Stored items
┌────────

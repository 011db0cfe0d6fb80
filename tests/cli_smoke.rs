use assert_cmd::prelude::*;
use predicates::str::contains;
use std::fs;
use std::process::Command;

fn isolated_cmd(temp: &tempfile::TempDir) -> Command {
    let mut cmd = Command::cargo_bin("gpt-review").unwrap();
    cmd.current_dir(temp.path());
    cmd.env("XDG_CONFIG_HOME", temp.path().join("xdg-config"));
    for var in [
        "OPENAI_API_KEY",
        "OPENAI_MODEL",
        "OPENAI_API_BASE",
        "DIFF_FILE",
        "PR_LABELS_JSON",
        "TPM_LIMIT",
        "MAX_CHUNK_INPUT_TOKENS",
        "CHUNK_OVERHEAD_TOKENS",
        "TOKENS_PER_CALL_ESTIMATE",
        "MAX_SCRIPT_DURATION_SECONDS",
    ] {
        cmd.env_remove(var);
    }
    cmd
}

#[test]
fn prints_help() {
    let mut cmd = Command::cargo_bin("gpt-review").unwrap();
    cmd.arg("--help");
    cmd.assert().success().stdout(contains("Chunked GPT review"));
}

#[test]
fn announces_review_mode() {
    let temp = tempfile::tempdir().unwrap();
    let diff_path = temp.path().join("changes.diff");
    fs::write(&diff_path, "+a\n-b\n").unwrap();

    let mut cmd = isolated_cmd(&temp);
    cmd.args([
        "--provider",
        "mock",
        "--diff-file",
        diff_path.to_str().unwrap(),
        "--labels-json",
        r#"[{"name":"gpt-review-light"}]"#,
    ]);
    cmd.assert().success().stdout(contains("Determined review mode: light"));
}

#[test]
fn diff_file_from_environment_is_honored() {
    let temp = tempfile::tempdir().unwrap();
    let diff_path = temp.path().join("changes.diff");
    fs::write(&diff_path, "+a\n-b\n").unwrap();

    let mut cmd = isolated_cmd(&temp);
    cmd.env("DIFF_FILE", diff_path.to_str().unwrap());
    cmd.args(["--provider", "mock"]);
    cmd.assert().success();
    assert!(temp.path().join("review.txt").exists());
}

└────────

**Work order**
Exactly as written, output all of the entries.

**Output below**
repository 011db0cfe0d6fb80
filename tests/cli_smoke.rs
use assert_cmd::prelude::*;
use predicates::str::contains;
use std::fs;
use std::process::Command;

fn isolated_cmd(temp: &tempfile::TempDir) -> Command {
    let mut cmd = Command::cargo_bin("gpt-review").unwrap();
    cmd.current_dir(temp.path());
    cmd.env("XDG_CONFIG_HOME", temp.path().join("xdg-config"));
    for var in [
        "OPENAI_API_KEY",
        "OPENAI_MODEL",
        "OPENAI_API_BASE",
        "DIFF_FILE",
        "PR_LABELS_JSON",
        "TPM_LIMIT",
        "MAX_CHUNK_INPUT_TOKENS",
        "CHUNK_OVERHEAD_TOKENS",
        "TOKENS_PER_CALL_ESTIMATE",
        "MAX_SCRIPT_DURATION_SECONDS",
    ] {
        cmd.env_remove(var);
    }
    cmd
}

#[test]
fn prints_help() {
    let mut cmd = Command::cargo_bin("gpt-review").unwrap();
    cmd.arg("--help");
    cmd.assert().success().stdout(contains("Chunked GPT review"));
}

#[test]
fn announces_review_mode() {
    let temp = tempfile::tempdir().unwrap();
    let diff_path = temp.path().join("changes.diff");
    fs::write(&diff_path, "+a\n-b\n").unwrap();

    let mut cmd = isolated_cmd(&temp);
    cmd.args([
        "--provider",
        "mock",
        "--diff-file",
        diff_path.to_str().unwrap(),
        "--labels-json",
        r#"[{"name":"gpt-review-light"}]"#,
    ]);
    cmd.assert().success().stdout(contains("Determined review mode: light"));
}

#[test]
fn diff_file_from_environment_is_honored() {
    let temp = tempfile::tempdir().unwrap();
    let diff_path = temp.path().join("changes.diff");
    fs::write(&diff_path, "+a\n-b\n").unwrap();

    let mut cmd = isolated_cmd(&temp);
    cmd.env("DIFF_FILE", diff_path.to_str().unwrap());
    cmd.args(["--provider", "mock"]);
    cmd.assert().success();
    assert!(temp.path().join("review.txt").exists());
}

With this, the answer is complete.